Filling the series with a cast of extraordinarily fascinating and rich supporting characters including the hardworking, embittered Tom (Tom O’Sullivan) who fears that he may not be able to financially take over his family farm when his father dies, the handsome Shane (Nathin Butler) who’s walking his flock of sheep to greener pastures, the wealthy and influential Lachlan and Sarah Balfour (Kim Knuckey and Heather Mitchell) who seem to hold sway over the community, Kate’s hermit neighbor Steve Willis (Edwun Hodgeman) who’s as illusive as Charlie on Charlie’s Angels, and also the lonely Harry Greene (Shane Withington). In Rain Shadow, there’s never a shortage of drama.

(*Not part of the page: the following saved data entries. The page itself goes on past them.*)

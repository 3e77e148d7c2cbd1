mod document_renderer;
mod document_sink;
mod question_source;

pub use document_renderer::{DocumentRenderer, RenderRequest};
pub use document_sink::DocumentSink;
pub use question_source::QuestionSource;
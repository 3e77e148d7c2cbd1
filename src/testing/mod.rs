mod fixtures;
mod memory_question_source;
mod mock_document_sink;
mod stub_renderer;

pub use fixtures::encode_gif;
pub use memory_question_source::MemoryQuestionSource;
pub use mock_document_sink::MockDocumentSink;
pub use stub_renderer::{CORRUPT, StubRenderer};
//! Path catalog for conversion inputs and outputs.

use crate::domain::QuestionId;

/// Input directory used when none is given.
pub const DEFAULT_INPUT_DIR: &str = "questions_folder";

/// Extension of generated documents.
pub const DOCUMENT_EXTENSION: &str = "pdf";

/// File name of the document generated for `id`.
pub fn document_file_name(prefix: &str, id: &QuestionId) -> String {
    format!("{}{}.{}", prefix, id, DOCUMENT_EXTENSION)
}
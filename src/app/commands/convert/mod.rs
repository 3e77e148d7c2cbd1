mod report;

use std::path::PathBuf;

use tracing::{debug, info};

use crate::app::AppContext;
use crate::domain::pairing::{classify, pair_entries};
use crate::domain::paths::document_file_name;
use crate::domain::{AppError, ConverterConfig, Discovery, FilePair, PairError, QuestionId};
use crate::ports::{DocumentRenderer, DocumentSink, QuestionSource, RenderRequest};

pub use report::{ConversionReport, Converted, Failure};

/// Convert every pair found in the source.
pub fn execute_all<S, R, K>(
    ctx: &AppContext<S, R, K>,
    config: &ConverterConfig,
) -> Result<ConversionReport, AppError>
where
    S: QuestionSource,
    R: DocumentRenderer,
    K: DocumentSink,
{
    let rules = config.naming_rules()?;
    let names = ctx.source().list_file_names()?;
    for name in &names {
        debug!(file = %name, "found file");
    }

    let discovery = pair_entries(names.iter().map(String::as_str), &rules);
    info!(pairs = discovery.pairs.len(), incomplete = discovery.incomplete.len(), "discovered questions");

    process(ctx, config, discovery)
}

/// Convert the single pair identified by `id`.
///
/// Reports the same way as [`execute_all`], restricted to one identifier.
pub fn execute_one<S, R, K>(
    ctx: &AppContext<S, R, K>,
    config: &ConverterConfig,
    id: &QuestionId,
) -> Result<ConversionReport, AppError>
where
    S: QuestionSource,
    R: DocumentRenderer,
    K: DocumentSink,
{
    let rules = config.naming_rules()?;
    let names = ctx.source().list_file_names()?;
    let matching = names
        .iter()
        .map(String::as_str)
        .filter(|name| classify(name, &rules).is_some_and(|entry| entry.id == *id));

    let mut discovery = pair_entries(matching, &rules);
    if discovery.is_empty() {
        let extension = rules.extensions.first().map(String::as_str).unwrap_or_default();
        let question = rules.question_file_name(id, extension);
        discovery.incomplete.push((id.clone(), PairError::MissingQuestion(question)));
    }

    process(ctx, config, discovery)
}

fn process<S, R, K>(
    ctx: &AppContext<S, R, K>,
    config: &ConverterConfig,
    discovery: Discovery,
) -> Result<ConversionReport, AppError>
where
    S: QuestionSource,
    R: DocumentRenderer,
    K: DocumentSink,
{
    let mut report = ConversionReport::new(ctx.sink().location());

    for (id, error) in discovery.incomplete {
        info!(%id, %error, "skipping incomplete pair");
        report.record_failure(id, error);
    }

    if !discovery.pairs.is_empty() {
        ctx.sink().prepare()?;
    }

    for pair in discovery.pairs {
        info!(id = %pair.id, "processing question");
        match convert_pair(ctx, config, &pair) {
            Ok(output) => {
                info!(id = %pair.id, output = %output.display(), "created document");
                report.record_success(pair.id, output);
            }
            Err(error) => {
                info!(id = %pair.id, %error, "conversion failed");
                report.record_failure(pair.id, error);
            }
        }
    }

    Ok(report.finish())
}

fn convert_pair<S, R, K>(
    ctx: &AppContext<S, R, K>,
    config: &ConverterConfig,
    pair: &FilePair,
) -> Result<PathBuf, PairError>
where
    S: QuestionSource,
    R: DocumentRenderer,
    K: DocumentSink,
{
    let question_path = ctx.source().resolve_path(&pair.question).display().to_string();
    let answer_path = ctx.source().resolve_path(&pair.answer).display().to_string();

    let read = |name: &str, path: &str| {
        ctx.source().read_file(name).map_err(|e| PairError::UnreadableImage {
            path: path.to_string(),
            reason: e.to_string(),
        })
    };
    let question = read(&pair.question, &question_path)?;
    let answer = read(&pair.answer, &answer_path)?;

    let request = RenderRequest {
        id: &pair.id,
        question_path: &question_path,
        question: &question,
        answer_path: &answer_path,
        answer: &answer,
        page: &config.page,
    };
    let bytes = ctx.renderer().render(&request)?;

    let file_name = document_file_name(&config.output_prefix, &pair.id);
    ctx.sink().write_document(&file_name, &bytes)
}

However, perhaps the most fascinating character is in the form of Gary Sweet’s Larry Riley, the mysteriously wealthy sports car driving, cash carrying, handsome yet intimidating client of Kate’s whose cancer-ridden cat is his “best mate.” Although no one has any distinct idea of what exactly Larry does for a living (one of the Paringa rules it seems is to cease asking questions aside from ambushing Jill about her marital status as soon as she arrives), when he shows up with a gunshot wound, we’re fairly certain it’s not exactly something on the level. Yet the “almost subversive but quite likable character,” whom Sweet describes as a “bad guy with integrity,” is one of Kate’s most loyal allies which definitely comes in handy as the women find themselves threatened by a unscrupulous, sexist vet eager to put them out of business.
Surprisingly topical in dealing not just with economic woes, climate change, sexism, euthanasia, family duty, and the disappearance of farms from the global landscape, there’s also a terrific subplot involving the arrival of an Iraqi doctoral level scientist, Achmed Aziz (Panda Likoudis) who soon gets over his shock of seeing women holding such a professional rank to begin finding himself drawn in by the community, becoming the unlikely sidekick to Harry Greene as they study the weather patterns of the area for more than one hundred years.
Although I fear it will go overlooked because of first impressions, hopefully you’ll take a cue from Ward’s stubborn Kate and take a chance on the wonderfully crafted Australian import Rain Shadow which hits DVD shelves and online retailers including Amazon on October 21, 2008 exclusively from Acorn Media. And in doing so, I think you'll find that-- much like Jill-- there's much more to Rain Shadow and the fictitious setting of Paringa than initially meets the eye.